– Вы еще пожалеете об этом! – с безумным отчаянием, из последних сил крикнула Хёрдис вслед ушедшему человеческому миру, хотя сама не знала, какое наказание может его ждать, кроме запоздалого бесплодного раскаяния. – Вы еще вспомните обо мне! Вспомните!
Голос ее прервался от рыданий. Да никто и не слышал ее. Она вдруг увидела землю где-то далеко-далеко внизу, а серое зимнее небо стремительно рванулось навстречу. Она лежала на каменной площадке какой-то горы, и эта гора быстрым широким шагом двигалась куда-то в незнакомую даль. Хёрдис лежала на холодной каменной ладони великана и плакала, не зная, что каждая ее слеза жжет сына Имира, как небесный огонь самого Тора. Ее горячее сердце, способное желать, мечтать, ненавидеть и стремиться к цели, было драгоценной добычей для инеистого великана, но и заплатил он за нее дорого. И сумеет ли удержать?
Но сейчас Хёрдис даже не могла подумать о том, что когда-нибудь вырвется из этих могучих каменных рук. Обитаемые людьми земли оставались позади, а перед ней открылась Турсдален – Великанья долина, где никогда не бывал никто из живых. Ни один человек. С севера Великанью долину заграждала Пещерная гора, и во всю высоту склона там распахнулся черный зев пещеры. Там и будет ее новый дом, в самом сердце Медного Леса.
Глава 25
– Йомфру! Проснись!
Сильные руки резко встряхнули Ингвиль за плечи. Не успев опомниться, она подалась вперед, рывком приподнялась, уцепилась за что-то, ничего не видя широко раскрытыми глазами. В девичьей было почти темно, по стенам плясали огромные жуткие тени от слабого света плошки с жиром, стоявшей на сундуке. Над Ингвиль склонился Одд, возле его плеча виднелось испуганное лицо Бломмы. Фру Ботхильд и другие женщины, ночевавшие в этом покое, столпились вокруг лежанки. Заспанные лица со страхом и недоумением смотрели на Ингвиль. Одд был серьезен, но тоже встревожен.

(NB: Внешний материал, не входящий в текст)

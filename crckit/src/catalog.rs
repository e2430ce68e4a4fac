// Copyright 2024 FastLabs Developers
//
// Licensed under the Apache License, Version 2.0 (the "License");
// you may not use this file except in compliance with the License.
// You may obtain a copy of the License at
//
//     http://www.apache.org/licenses/LICENSE-2.0
//
// Unless required by applicable law or agreed to in writing, software
// distributed under the License is distributed on an "AS IS" BASIS,
// WITHOUT WARRANTIES OR CONDITIONS OF ANY KIND, either express or implied.
// See the License for the specific language governing permissions and
// limitations under the License.

//! Catalogue of named CRC algorithms.
//!
//! Parameters and test vectors follow the RevEng CRC Catalogue
//! (<https://reveng.sourceforge.io/crc-catalogue/all.htm>). Canonical names
//! use the `crc-<width>-<label>` convention; [`ALIASES`] additionally maps
//! the traditional short names (`kermit`, `xmodem`, `pkzip`, ...) and every
//! canonical name to itself. Both tables are sorted so lookup is a binary
//! search over static data; no registration happens at runtime.

use crate::error::Error;
use crate::error::Result;
use crate::params::Params;

/// A named CRC algorithm preset: the six computational parameters plus the
/// two published validation values.
#[derive(Clone, Copy, Debug, PartialEq, Eq)]
pub struct Template {
    /// Number of significant bits in the CRC.
    pub width: u32,
    /// Non-reflected generator polynomial, top bit omitted.
    pub poly: u64,
    /// Initial register value.
    pub init: u64,
    /// Input reflection.
    pub refin: bool,
    /// Output reflection.
    pub refout: bool,
    /// Final XOR mask.
    pub xorout: u64,
    /// Checksum of the ASCII bytes `"123456789"`.
    pub check: u64,
    /// Register value, with `xorout` removed, after a valid codeword.
    pub residue: u64,
}

impl Template {
    const fn new(
        width: u32,
        poly: u64,
        init: u64,
        refin: bool,
        refout: bool,
        xorout: u64,
        check: u64,
        residue: u64,
    ) -> Self {
        Self {
            width,
            poly,
            init,
            refin,
            refout,
            xorout,
            check,
            residue,
        }
    }

    /// The computational parameters, without the validation values.
    pub fn params(&self) -> Params {
        Params::new(self.width, self.poly, self.init, self.refin, self.refout, self.xorout)
    }
}

/// The template resolved when neither a name nor explicit parameters are
/// given.
pub const DEFAULT_NAME: &str = "crc-32";

/// Canonical templates, sorted by name.
#[rustfmt::skip]
pub(crate) const TEMPLATES: &[(&str, Template)] = &[
    ("crc-10-atm", Template::new(10, 0x233, 0x000, false, false, 0x000, 0x199, 0x000)),
    ("crc-10-cdma2000", Template::new(10, 0x3D9, 0x3FF, false, false, 0x000, 0x233, 0x000)),
    ("crc-10-gsm", Template::new(10, 0x175, 0x000, false, false, 0x3FF, 0x12A, 0x0C6)),
    ("crc-11-flexray", Template::new(11, 0x385, 0x01A, false, false, 0x000, 0x5A3, 0x000)),
    ("crc-11-umts", Template::new(11, 0x307, 0x000, false, false, 0x000, 0x061, 0x000)),
    ("crc-12-cdma2000", Template::new(12, 0xF13, 0xFFF, false, false, 0x000, 0xD4D, 0x000)),
    ("crc-12-dect", Template::new(12, 0x80F, 0x000, false, false, 0x000, 0xF5B, 0x000)),
    ("crc-12-gsm", Template::new(12, 0xD31, 0x000, false, false, 0xFFF, 0xB34, 0x178)),
    ("crc-12-umts", Template::new(12, 0x80F, 0x000, false, true, 0x000, 0xDAF, 0x000)),
    ("crc-13-bbc", Template::new(13, 0x1CF5, 0x0000, false, false, 0x0000, 0x04FA, 0x0000)),
    ("crc-14-darc", Template::new(14, 0x0805, 0x0000, true, true, 0x0000, 0x082D, 0x0000)),
    ("crc-14-gsm", Template::new(14, 0x202D, 0x0000, false, false, 0x3FFF, 0x30AE, 0x031E)),
    ("crc-15-can", Template::new(15, 0x4599, 0x0000, false, false, 0x0000, 0x059E, 0x0000)),
    ("crc-15-mpt1327", Template::new(15, 0x6815, 0x0000, false, false, 0x0001, 0x2566, 0x6815)),
    ("crc-16-arc", Template::new(16, 0x8005, 0x0000, true, true, 0x0000, 0xBB3D, 0x0000)),
    ("crc-16-cdma2000", Template::new(16, 0xC867, 0xFFFF, false, false, 0x0000, 0x4C06, 0x0000)),
    ("crc-16-cms", Template::new(16, 0x8005, 0xFFFF, false, false, 0x0000, 0xAEE7, 0x0000)),
    ("crc-16-dds-110", Template::new(16, 0x8005, 0x800D, false, false, 0x0000, 0x9ECF, 0x0000)),
    ("crc-16-dect-r", Template::new(16, 0x0589, 0x0000, false, false, 0x0001, 0x007E, 0x0589)),
    ("crc-16-dect-x", Template::new(16, 0x0589, 0x0000, false, false, 0x0000, 0x007F, 0x0000)),
    ("crc-16-dnp", Template::new(16, 0x3D65, 0x0000, true, true, 0xFFFF, 0xEA82, 0x66C5)),
    ("crc-16-en-13757", Template::new(16, 0x3D65, 0x0000, false, false, 0xFFFF, 0xC2B7, 0xA366)),
    ("crc-16-genibus", Template::new(16, 0x1021, 0xFFFF, false, false, 0xFFFF, 0xD64E, 0x1D0F)),
    ("crc-16-gsm", Template::new(16, 0x1021, 0x0000, false, false, 0xFFFF, 0xCE3C, 0x1D0F)),
    ("crc-16-ibm-3740", Template::new(16, 0x1021, 0xFFFF, false, false, 0x0000, 0x29B1, 0x0000)),
    ("crc-16-ibm-sdlc", Template::new(16, 0x1021, 0xFFFF, true, true, 0xFFFF, 0x906E, 0xF0B8)),
    ("crc-16-iso-iec-14443-3-a", Template::new(16, 0x1021, 0xC6C6, true, true, 0x0000, 0xBF05, 0x0000)),
    ("crc-16-kermit", Template::new(16, 0x1021, 0x0000, true, true, 0x0000, 0x2189, 0x0000)),
    ("crc-16-lj1200", Template::new(16, 0x6F63, 0x0000, false, false, 0x0000, 0xBDF4, 0x0000)),
    ("crc-16-m17", Template::new(16, 0x5935, 0xFFFF, false, false, 0x0000, 0x772B, 0x0000)),
    ("crc-16-maxim-dow", Template::new(16, 0x8005, 0x0000, true, true, 0xFFFF, 0x44C2, 0xB001)),
    ("crc-16-mcrf4xx", Template::new(16, 0x1021, 0xFFFF, true, true, 0x0000, 0x6F91, 0x0000)),
    ("crc-16-modbus", Template::new(16, 0x8005, 0xFFFF, true, true, 0x0000, 0x4B37, 0x0000)),
    ("crc-16-nrsc-5", Template::new(16, 0x080B, 0xFFFF, true, true, 0x0000, 0xA066, 0x0000)),
    ("crc-16-opensafety-a", Template::new(16, 0x5935, 0x0000, false, false, 0x0000, 0x5D38, 0x0000)),
    ("crc-16-opensafety-b", Template::new(16, 0x755B, 0x0000, false, false, 0x0000, 0x20FE, 0x0000)),
    ("crc-16-profibus", Template::new(16, 0x1DCF, 0xFFFF, false, false, 0xFFFF, 0xA819, 0xE394)),
    ("crc-16-riello", Template::new(16, 0x1021, 0xB2AA, true, true, 0x0000, 0x63D0, 0x0000)),
    ("crc-16-spi-fujitsu", Template::new(16, 0x1021, 0x1D0F, false, false, 0x0000, 0xE5CC, 0x0000)),
    ("crc-16-t10-dif", Template::new(16, 0x8BB7, 0x0000, false, false, 0x0000, 0xD0DB, 0x0000)),
    ("crc-16-teledisk", Template::new(16, 0xA097, 0x0000, false, false, 0x0000, 0x0FB3, 0x0000)),
    ("crc-16-tms37157", Template::new(16, 0x1021, 0x89EC, true, true, 0x0000, 0x26B1, 0x0000)),
    ("crc-16-umts", Template::new(16, 0x8005, 0x0000, false, false, 0x0000, 0xFEE8, 0x0000)),
    ("crc-16-usb", Template::new(16, 0x8005, 0xFFFF, true, true, 0xFFFF, 0xB4C8, 0xB001)),
    ("crc-16-xmodem", Template::new(16, 0x1021, 0x0000, false, false, 0x0000, 0x31C3, 0x0000)),
    ("crc-17-can-fd", Template::new(17, 0x0001_685B, 0x0000_0000, false, false, 0x0000_0000, 0x0000_4F03, 0x0000_0000)),
    ("crc-21-can-fd", Template::new(21, 0x0010_2899, 0x0000_0000, false, false, 0x0000_0000, 0x000E_D841, 0x0000_0000)),
    ("crc-24-ble", Template::new(24, 0x0000_065B, 0x0055_5555, true, true, 0x0000_0000, 0x00C2_5A56, 0x0000_0000)),
    ("crc-24-flexray-a", Template::new(24, 0x005D_6DCB, 0x00FE_DCBA, false, false, 0x0000_0000, 0x0079_79BD, 0x0000_0000)),
    ("crc-24-flexray-b", Template::new(24, 0x005D_6DCB, 0x00AB_CDEF, false, false, 0x0000_0000, 0x001F_23B8, 0x0000_0000)),
    ("crc-24-interlaken", Template::new(24, 0x0032_8B63, 0x00FF_FFFF, false, false, 0x00FF_FFFF, 0x00B4_F3E6, 0x0014_4E63)),
    ("crc-24-lte-a", Template::new(24, 0x0086_4CFB, 0x0000_0000, false, false, 0x0000_0000, 0x00CD_E703, 0x0000_0000)),
    ("crc-24-lte-b", Template::new(24, 0x0080_0063, 0x0000_0000, false, false, 0x0000_0000, 0x0023_EF52, 0x0000_0000)),
    ("crc-24-openpgp", Template::new(24, 0x0086_4CFB, 0x00B7_04CE, false, false, 0x0000_0000, 0x0021_CF02, 0x0000_0000)),
    ("crc-24-os-9", Template::new(24, 0x0080_0063, 0x00FF_FFFF, false, false, 0x00FF_FFFF, 0x0020_0FA5, 0x0080_0FE3)),
    ("crc-3-gsm", Template::new(3, 0x3, 0x0, false, false, 0x7, 0x4, 0x2)),
    ("crc-3-rohc", Template::new(3, 0x3, 0x7, true, true, 0x0, 0x6, 0x0)),
    ("crc-30-cdma", Template::new(30, 0x2030_B9C7, 0x3FFF_FFFF, false, false, 0x3FFF_FFFF, 0x04C3_4ABF, 0x34EF_A55A)),
    ("crc-31-philips", Template::new(31, 0x04C1_1DB7, 0x7FFF_FFFF, false, false, 0x7FFF_FFFF, 0x0CE9_E46C, 0x4EAF_26F1)),
    ("crc-32-aixm", Template::new(32, 0x8141_41AB, 0x0000_0000, false, false, 0x0000_0000, 0x3010_BF7F, 0x0000_0000)),
    ("crc-32-autosar", Template::new(32, 0xF4AC_FB13, 0xFFFF_FFFF, true, true, 0xFFFF_FFFF, 0x1697_D06A, 0x904C_DDBF)),
    ("crc-32-base91-d", Template::new(32, 0xA833_982B, 0xFFFF_FFFF, true, true, 0xFFFF_FFFF, 0x8731_5576, 0x4527_0551)),
    ("crc-32-bzip2", Template::new(32, 0x04C1_1DB7, 0xFFFF_FFFF, false, false, 0xFFFF_FFFF, 0xFC89_1918, 0xC704_DD7B)),
    ("crc-32-cd-rom-edc", Template::new(32, 0x8001_801B, 0x0000_0000, true, true, 0x0000_0000, 0x6EC2_EDC4, 0x0000_0000)),
    ("crc-32-cksum", Template::new(32, 0x04C1_1DB7, 0x0000_0000, false, false, 0xFFFF_FFFF, 0x765E_7680, 0xC704_DD7B)),
    ("crc-32-iscsi", Template::new(32, 0x1EDC_6F41, 0xFFFF_FFFF, true, true, 0xFFFF_FFFF, 0xE306_9283, 0xB798_B438)),
    ("crc-32-iso-hdlc", Template::new(32, 0x04C1_1DB7, 0xFFFF_FFFF, true, true, 0xFFFF_FFFF, 0xCBF4_3926, 0xDEBB_20E3)),
    ("crc-32-jamcrc", Template::new(32, 0x04C1_1DB7, 0xFFFF_FFFF, true, true, 0x0000_0000, 0x340B_C6D9, 0x0000_0000)),
    ("crc-32-mef", Template::new(32, 0x741B_8CD7, 0xFFFF_FFFF, true, true, 0x0000_0000, 0xD2C2_2F51, 0x0000_0000)),
    ("crc-32-mpeg-2", Template::new(32, 0x04C1_1DB7, 0xFFFF_FFFF, false, false, 0x0000_0000, 0x0376_E6E7, 0x0000_0000)),
    ("crc-32-xfer", Template::new(32, 0x0000_00AF, 0x0000_0000, false, false, 0x0000_0000, 0xBD0B_E338, 0x0000_0000)),
    ("crc-4-g-704", Template::new(4, 0x3, 0x0, true, true, 0x0, 0x7, 0x0)),
    ("crc-4-interlaken", Template::new(4, 0x3, 0xF, false, false, 0xF, 0xB, 0x2)),
    ("crc-40-gsm", Template::new(40, 0x0000_0000_0482_0009, 0x0000_0000_0000_0000, false, false, 0x0000_00FF_FFFF_FFFF, 0x0000_00D4_164F_C646, 0x0000_00C4_FF80_71FF)),
    ("crc-5-epc-c1g2", Template::new(5, 0x09, 0x09, false, false, 0x00, 0x00, 0x00)),
    ("crc-5-g-704", Template::new(5, 0x15, 0x00, true, true, 0x00, 0x07, 0x00)),
    ("crc-5-usb", Template::new(5, 0x05, 0x1F, true, true, 0x1F, 0x19, 0x06)),
    ("crc-6-cdma2000-a", Template::new(6, 0x27, 0x3F, false, false, 0x00, 0x0D, 0x00)),
    ("crc-6-cdma2000-b", Template::new(6, 0x07, 0x3F, false, false, 0x00, 0x3B, 0x00)),
    ("crc-6-darc", Template::new(6, 0x19, 0x00, true, true, 0x00, 0x26, 0x00)),
    ("crc-6-g-704", Template::new(6, 0x03, 0x00, true, true, 0x00, 0x06, 0x00)),
    ("crc-6-gsm", Template::new(6, 0x2F, 0x00, false, false, 0x3F, 0x13, 0x3A)),
    ("crc-64-ecma-182", Template::new(64, 0x42F0_E1EB_A9EA_3693, 0x0000_0000_0000_0000, false, false, 0x0000_0000_0000_0000, 0x6C40_DF5F_0B49_7347, 0x0000_0000_0000_0000)),
    ("crc-64-go-iso", Template::new(64, 0x0000_0000_0000_001B, 0xFFFF_FFFF_FFFF_FFFF, true, true, 0xFFFF_FFFF_FFFF_FFFF, 0xB909_56C7_75A4_1001, 0x5300_0000_0000_0000)),
    ("crc-64-ms", Template::new(64, 0x259C_84CB_A642_6349, 0xFFFF_FFFF_FFFF_FFFF, true, true, 0x0000_0000_0000_0000, 0x75D4_B74F_024E_CEEA, 0x0000_0000_0000_0000)),
    ("crc-64-nvme", Template::new(64, 0xAD93_D235_94C9_3659, 0xFFFF_FFFF_FFFF_FFFF, true, true, 0xFFFF_FFFF_FFFF_FFFF, 0xAE8B_1486_0A79_9888, 0xF310_303B_2B6F_6E42)),
    ("crc-64-redis", Template::new(64, 0xAD93_D235_94C9_35A9, 0x0000_0000_0000_0000, true, true, 0x0000_0000_0000_0000, 0xE9C6_D914_C4B8_D9CA, 0x0000_0000_0000_0000)),
    ("crc-64-we", Template::new(64, 0x42F0_E1EB_A9EA_3693, 0xFFFF_FFFF_FFFF_FFFF, false, false, 0xFFFF_FFFF_FFFF_FFFF, 0x62EC_59E3_F1A4_F00A, 0xFCAC_BEBD_5931_A992)),
    ("crc-64-xz", Template::new(64, 0x42F0_E1EB_A9EA_3693, 0xFFFF_FFFF_FFFF_FFFF, true, true, 0xFFFF_FFFF_FFFF_FFFF, 0x995D_C9BB_DF19_39FA, 0x4995_8C9A_BD7D_353F)),
    ("crc-7-mmc", Template::new(7, 0x09, 0x00, false, false, 0x00, 0x75, 0x00)),
    ("crc-7-rohc", Template::new(7, 0x4F, 0x7F, true, true, 0x00, 0x53, 0x00)),
    ("crc-7-umts", Template::new(7, 0x45, 0x00, false, false, 0x00, 0x61, 0x00)),
    ("crc-8-autosar", Template::new(8, 0x2F, 0xFF, false, false, 0xFF, 0xDF, 0x42)),
    ("crc-8-bluetooth", Template::new(8, 0xA7, 0x00, true, true, 0x00, 0x26, 0x00)),
    ("crc-8-cdma2000", Template::new(8, 0x9B, 0xFF, false, false, 0x00, 0xDA, 0x00)),
    ("crc-8-darc", Template::new(8, 0x39, 0x00, true, true, 0x00, 0x15, 0x00)),
    ("crc-8-dvb-s2", Template::new(8, 0xD5, 0x00, false, false, 0x00, 0xBC, 0x00)),
    ("crc-8-gsm-a", Template::new(8, 0x1D, 0x00, false, false, 0x00, 0x37, 0x00)),
    ("crc-8-gsm-b", Template::new(8, 0x49, 0x00, false, false, 0xFF, 0x94, 0x53)),
    ("crc-8-hitag", Template::new(8, 0x1D, 0xFF, false, false, 0x00, 0xB4, 0x00)),
    ("crc-8-i-432-1", Template::new(8, 0x07, 0x00, false, false, 0x55, 0xA1, 0xAC)),
    ("crc-8-i-code", Template::new(8, 0x1D, 0xFD, false, false, 0x00, 0x7E, 0x00)),
    ("crc-8-lte", Template::new(8, 0x9B, 0x00, false, false, 0x00, 0xEA, 0x00)),
    ("crc-8-maxim-dow", Template::new(8, 0x31, 0x00, true, true, 0x00, 0xA1, 0x00)),
    ("crc-8-mifare-mad", Template::new(8, 0x1D, 0xC7, false, false, 0x00, 0x99, 0x00)),
    ("crc-8-nrsc-5", Template::new(8, 0x31, 0xFF, false, false, 0x00, 0xF7, 0x00)),
    ("crc-8-opensafety", Template::new(8, 0x2F, 0x00, false, false, 0x00, 0x3E, 0x00)),
    ("crc-8-rohc", Template::new(8, 0x07, 0xFF, true, true, 0x00, 0xD0, 0x00)),
    ("crc-8-sae-j1850", Template::new(8, 0x1D, 0xFF, false, false, 0xFF, 0x4B, 0xC4)),
    ("crc-8-smbus", Template::new(8, 0x07, 0x00, false, false, 0x00, 0xF4, 0x00)),
    ("crc-8-tech-3250", Template::new(8, 0x1D, 0xFF, true, true, 0x00, 0x97, 0x00)),
    ("crc-8-wcdma", Template::new(8, 0x9B, 0x00, true, true, 0x00, 0x25, 0x00)),
];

Со вздохом облегчения Ингвиль села, не выпуская руки Одда. Все это только сон, слава добрым дисам!
– Что это было, девушка? – спросил Одд. – Ты кричала, как будто тебя душат мары!
– Йомфру так кричала! Мы все проснулись! Наверное, хозяин тоже услышал! Он очень чутко спит! – бормотали женщины.
– Уж не заболела ли ты? – спросила фру Ботхильд, старшая хозяйская невестка. Два младших сына старого Адильса уже были отосланы конунгом в море, и их жены ночевали в девичьей.
Я… Мне приснилось… – переводя дыхание, с трудом выговорила Ингвиль. Сердце колотилось так сильно, что ей было страшно. – Мне приснился плохой сон… Он ничего не значит, не бойтесь.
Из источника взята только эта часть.